Problem details: Look through the data below and extract, unchanged, the lines from the one that contains "let jwt_config = JwtConfig::from_env()?;" to the one that contains "let cors = CorsLayer::new()", both included.

Stored items:
########
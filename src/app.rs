use std::sync::Arc;

use axum::http::Method;
use axum::routing::{delete, get, post};
use axum::Router;
use sqlx::SqlitePool;
use tower_http::cors::{Any, CorsLayer};
use tower_http::trace::TraceLayer;

use crate::errors::AppError;
use crate::jwt::JwtConfig;
use crate::mail::{self, Mailer};
use crate::routes::{auth, categories, comments, genres, health, reviews, titles, users};

#[derive(Clone)]
pub struct AppState {
    pub pool: SqlitePool,
    pub jwt: Arc<JwtConfig>,
    pub mailer: Arc<dyn Mailer>,
}

impl AppState {
    pub fn new(pool: SqlitePool, jwt: JwtConfig, mailer: Arc<dyn Mailer>) -> Self {
        Self {
            pool,
            jwt: Arc::new(jwt),
            mailer,
        }
    }
}

/// Builds the application from environment configuration.
pub async fn create_app(pool: SqlitePool) -> Result<Router, AppError> {
    let jwt_config = JwtConfig::from_env()?;
    let mailer = mail::from_env()?;
    Ok(router(AppState::new(pool, jwt_config, mailer)))
}

pub fn router(state: AppState) -> Router {
    let cors = CorsLayer::new()
        .allow_methods([Method::GET, Method::POST, Method::PATCH, Method::DELETE, Method::OPTIONS])
        .allow_origin(Any)
        .allow_headers(Any);

    let auth_routes = Router::new()
        .route("/signup", post(auth::signup))
        .route("/token", post(auth::token));

    let user_routes = Router::new()
        .route("/", get(users::list_users).post(users::create_user))
        .route("/me", get(users::get_me).patch(users::update_me))
        .route(
            "/:username",
            get(users::get_user).patch(users::update_user).delete(users::delete_user),
        );

    let category_routes = Router::new()
        .route("/", get(categories::list_categories).post(categories::create_category))
        .route("/:slug", delete(categories::delete_category));

    let genre_routes = Router::new()
        .route("/", get(genres::list_genres).post(genres::create_genre))
        .route("/:slug", delete(genres::delete_genre));

    let title_routes = Router::new()
        .route("/", get(titles::list_titles).post(titles::create_title))
        .route(
            "/:title_id",
            get(titles::get_title).patch(titles::update_title).delete(titles::delete_title),
        );

    // Reviews are scoped to a title: /titles/:title_id/reviews
    let review_routes = Router::new()
        .route("/", get(reviews::list_reviews).post(reviews::create_review))
        .route(
            "/:review_id",
            get(reviews::get_review).patch(reviews::update_review).delete(reviews::delete_review),
        );

    // Comments are scoped to a review: /titles/:title_id/reviews/:review_id/comments
    let comment_routes = Router::new()
        .route("/", get(comments::list_comments).post(comments::create_comment))
        .route(
            "/:comment_id",
            get(comments::get_comment).patch(comments::update_comment).delete(comments::delete_comment),
        );

    let v1 = Router::new()
        .nest("/auth", auth_routes)
        .nest("/users", user_routes)
        .nest("/categories", category_routes)
        .nest("/genres", genre_routes)
        .nest("/titles", title_routes)
        .nest("/titles/:title_id/reviews", review_routes)
        .nest("/titles/:title_id/reviews/:review_id/comments", comment_routes);

    Router::new()
        .nest("/api/v1", v1)
        .route("/api/health", get(health::health))
        .with_state(state)
        .layer(cors)
        .layer(TraceLayer::new_for_http())
}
########
Output of the task:
    let jwt_config = JwtConfig::from_env()?;
    let mailer = mail::from_env()?;
    Ok(router(AppState::new(pool, jwt_config, mailer)))
}

pub fn router(state: AppState) -> Router {
    let cors = CorsLayer::new()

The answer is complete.